• **Task item**: Here are some records. Transcribe all of them exactly.

• **Data for this task**:
// Copyright Materialize, Inc. and contributors. All rights reserved.
//
// Use of this software is governed by the Business Source License
// included in the LICENSE file.
//
// As of the Change Date specified in that file, in accordance with
// the Business Source License, use of this software will be governed
// by the Apache License, Version 2.0.

//! Conversion between PostgreSQL driver values and the internal row format.
//!
//! A [`CodecTable`] builds, for each column's [`LogicalType`], a [`Decoder`]
//! that turns a driver [`Value`] into a [`Datum`] and an [`Encoder`] that
//! binds a [`Datum`] as a statement parameter. [`JdbcCodecs`] covers the
//! scalar types; [`PostgresCodecs`] adds arrays on top of it. A
//! [`RowConverter`] applies the codecs of a [`RowType`] to whole rows.
//!
//! ```ignore
//! let converter = PostgresRowConverter::postgres(row_type)?;
//! let row = converter.to_internal(&pg_row)?;
//! let mut params = StatementParams::new(row.arity());
//! converter.to_external(&row, &mut params)?;
//! client.execute(&statement, &params.params()).await?;
//! ```
//!
//! [`LogicalType`]: rowconv_repr::LogicalType
//! [`Datum`]: rowconv_repr::Datum
//! [`RowType`]: rowconv_repr::RowType

#![warn(missing_debug_implementations)]

mod base;
mod codec;
mod converter;
mod error;
mod postgres;
mod sink;
mod types;
mod value;

pub use crate::base::JdbcCodecs;
pub use crate::codec::{CodecTable, Decoder, Encoder};
pub use crate::converter::{PostgresRowConverter, ResultRow, RowConverter};
pub use crate::error::ConvertError;
pub use crate::postgres::PostgresCodecs;
pub use crate::sink::{Param, ParameterSink, StatementParams};
pub use crate::types::pg_type;
pub use crate::value::{Elements, NativeArray, PgArray, Value};
// Copyright 2025 eraflo
//
// Licensed under the Apache License, Version 2.0 (the "License");
// you may not use this file except in compliance with the License.
// You may obtain a copy of the License at
//
//     http://www.apache.org/licenses/LICENSE-2.0
//
// Unless required by applicable law or agreed to in writing, software
// distributed under the License is distributed on an "AS IS" BASIS,
// WITHOUT WARRANTIES OR CONDITIONS OF ANY KIND, either express or implied.
// See the License for the specific language governing permissions and
// limitations under the License.

//! Lifecycle hook signatures and the deferred-event hook builders.

use super::{Cache, RegistryGuard};
use crate::event::{Cleanup, FrameEvent, FrameListener, Initialise, Phase};
use std::sync::Arc;

/// Builds an element from its key and constructor arguments. Must not touch the GPU.
pub type Producer<E, K, A> = Box<dyn Fn(&K, A) -> E + Send + Sync>;

/// Prepares a freshly produced element for use.
pub type Initialiser<E> = Box<dyn Fn(&Arc<E>) + Send + Sync>;

/// Releases an element's GPU-side state.
pub type Cleaner<E> = Box<dyn Fn(&Arc<E>) + Send + Sync>;

/// Moves one entry of a source cache into a destination registry.
///
/// Called with the source cache locked: it must not call back into the source.
pub type Merger<E, K, A> =
    Box<dyn Fn(&Cache<E, K, A>, &mut RegistryGuard<'_, K, E>, &K, Arc<E>) + Send + Sync>;

/// An initialiser posting a [`FrameEvent::initialise`] for each new element to `listener`.
pub fn deferred_initialiser<E>(
    listener: Arc<FrameListener>,
    phase: Phase,
) -> impl Fn(&Arc<E>) + Send + Sync + 'static
where
    E: Initialise + 'static,
{
    move |element: &Arc<E>| listener.post_event(FrameEvent::initialise(phase, element.clone()))
}

/// A cleaner posting a [`FrameEvent::cleanup`] for each element to `listener`.
pub fn deferred_cleaner<E>(
    listener: Arc<FrameListener>,
    phase: Phase,
) -> impl Fn(&Arc<E>) + Send + Sync + 'static
where
    E: Cleanup + 'static,
{
    move |element: &Arc<E>| listener.post_event(FrameEvent::cleanup(phase, element.clone()))
}

#[cfg(test)]
mod tests {
    use super::*;
    use std::sync::atomic::{AtomicBool, Ordering};

    #[derive(Default)]
    struct Sampler {
        live: AtomicBool,
    }

    impl Initialise for Sampler {
        fn initialise(&self) -> anyhow::Result<()> {
            self.live.store(true, Ordering::SeqCst);
            Ok(())
        }
    }

    impl Cleanup for Sampler {
        fn cleanup(&self) {
            self.live.store(false, Ordering::SeqCst);
        }
    }

    #[test]
    fn hooks_defer_work_to_listener() {
        let listener = Arc::new(FrameListener::new("hooks"));
        let initialise = deferred_initialiser::<Sampler>(listener.clone(), Phase::PreRender);
        let cleanup = deferred_cleaner::<Sampler>(listener.clone(), Phase::PostRender);

        let sampler = Arc::new(Sampler::default());
        initialise(&sampler);
        assert!(!sampler.live.load(Ordering::SeqCst));
        assert_eq!(listener.pending(Phase::PreRender), 1);

        assert!(listener.fire_events(Phase::PreRender));
        assert!(sampler.live.load(Ordering::SeqCst));

        cleanup(&sampler);
        assert_eq!(listener.pending(Phase::PostRender), 1);
        assert!(listener.fire_events(Phase::PostRender));
        assert!(!sampler.live.load(Ordering::SeqCst));
    }
}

• **Exercise answer**:
// Copyright Materialize, Inc. and contributors. All rights reserved.
//
// Use of this software is governed by the Business Source License
// included in the LICENSE file.
//
// As of the Change Date specified in that file, in accordance with
// the Business Source License, use of this software will be governed
// by the Apache License, Version 2.0.

//! Conversion between PostgreSQL driver values and the internal row format.
//!
//! A [`CodecTable`] builds, for each column's [`LogicalType`], a [`Decoder`]
//! that turns a driver [`Value`] into a [`Datum`] and an [`Encoder`] that
//! binds a [`Datum`] as a statement parameter. [`JdbcCodecs`] covers the
//! scalar types; [`PostgresCodecs`] adds arrays on top of it. A
//! [`RowConverter`] applies the codecs of a [`RowType`] to whole rows.
//!
//! ```ignore
//! let converter = PostgresRowConverter::postgres(row_type)?;
//! let row = converter.to_internal(&pg_row)?;
//! let mut params = StatementParams::new(row.arity());
//! converter.to_external(&row, &mut params)?;
//! client.execute(&statement, &params.params()).await?;
//! ```
//!
//! [`LogicalType`]: rowconv_repr::LogicalType
//! [`Datum`]: rowconv_repr::Datum
//! [`RowType`]: rowconv_repr::RowType

#![warn(missing_debug_implementations)]

mod base;
mod codec;
mod converter;
mod error;
mod postgres;
mod sink;
mod types;
mod value;

pub use crate::base::JdbcCodecs;
pub use crate::codec::{CodecTable, Decoder, Encoder};
pub use crate::converter::{PostgresRowConverter, ResultRow, RowConverter};
pub use crate::error::ConvertError;
pub use crate::postgres::PostgresCodecs;
pub use crate::sink::{Param, ParameterSink, StatementParams};
pub use crate::types::pg_type;
pub use crate::value::{Elements, NativeArray, PgArray, Value};
// Copyright 2025 eraflo
//
// Licensed under the Apache License, Version 2.0 (the "License");
// you may not use this file except in compliance with the License.
// You may obtain a copy of the License at
//
//     http://www.apache.org/licenses/LICENSE-2.0
//
// Unless required by applicable law or agreed to in writing, software
// distributed under the License is distributed on an "AS IS" BASIS,
// WITHOUT WARRANTIES OR CONDITIONS OF ANY KIND, either express or implied.
// See the License for the specific language governing permissions and
// limitations under the License.

//! Lifecycle hook signatures and the deferred-event hook builders.

use super::{Cache, RegistryGuard};
use crate::event::{Cleanup, FrameEvent, FrameListener, Initialise, Phase};
use std::sync::Arc;

/// Builds an element from its key and constructor arguments. Must not touch the GPU.
pub type Producer<E, K, A> = Box<dyn Fn(&K, A) -> E + Send + Sync>;

/// Prepares a freshly produced element for use.
pub type Initialiser<E> = Box<dyn Fn(&Arc<E>) + Send + Sync>;

/// Releases an element's GPU-side state.
pub type Cleaner<E> = Box<dyn Fn(&Arc<E>) + Send + Sync>;

/// Moves one entry of a source cache into a destination registry.
///
/// Called with the source cache locked: it must not call back into the source.
pub type Merger<E, K, A> =
    Box<dyn Fn(&Cache<E, K, A>, &mut RegistryGuard<'_, K, E>, &K, Arc<E>) + Send + Sync>;

/// An initialiser posting a [`FrameEvent::initialise`] for each new element to `listener`.
pub fn deferred_initialiser<E>(
    listener: Arc<FrameListener>,
    phase: Phase,
) -> impl Fn(&Arc<E>) + Send + Sync + 'static
where
    E: Initialise + 'static,
{
    move |element: &Arc<E>| listener.post_event(FrameEvent::initialise(phase, element.clone()))
}

/// A cleaner posting a [`FrameEvent::cleanup`] for each element to `listener`.
pub fn deferred_cleaner<E>(
    listener: Arc<FrameListener>,
    phase: Phase,
) -> impl Fn(&Arc<E>) + Send + Sync + 'static
where
    E: Cleanup + 'static,
{
    move |element: &Arc<E>| listener.post_event(FrameEvent::cleanup(phase, element.clone()))
}

#[cfg(test)]
mod tests {
    use super::*;
    use std::sync::atomic::{AtomicBool, Ordering};

    #[derive(Default)]
    struct Sampler {
        live: AtomicBool,
    }

    impl Initialise for Sampler {
        fn initialise(&self) -> anyhow::Result<()> {
            self.live.store(true, Ordering::SeqCst);
            Ok(())
        }
    }

    impl Cleanup for Sampler {
        fn cleanup(&self) {
            self.live.store(false, Ordering::SeqCst);
        }
    }

    #[test]
    fn hooks_defer_work_to_listener() {
        let listener = Arc::new(FrameListener::new("hooks"));
        let initialise = deferred_initialiser::<Sampler>(listener.clone(), Phase::PreRender);
        let cleanup = deferred_cleaner::<Sampler>(listener.clone(), Phase::PostRender);

        let sampler = Arc::new(Sampler::default());
        initialise(&sampler);
        assert!(!sampler.live.load(Ordering::SeqCst));
        assert_eq!(listener.pending(Phase::PreRender), 1);

        assert!(listener.fire_events(Phase::PreRender));
        assert!(sampler.live.load(Ordering::SeqCst));

        cleanup(&sampler);
        assert_eq!(listener.pending(Phase::PostRender), 1);
        assert!(listener.fire_events(Phase::PostRender));
        assert!(!sampler.live.load(Ordering::SeqCst));
    }
}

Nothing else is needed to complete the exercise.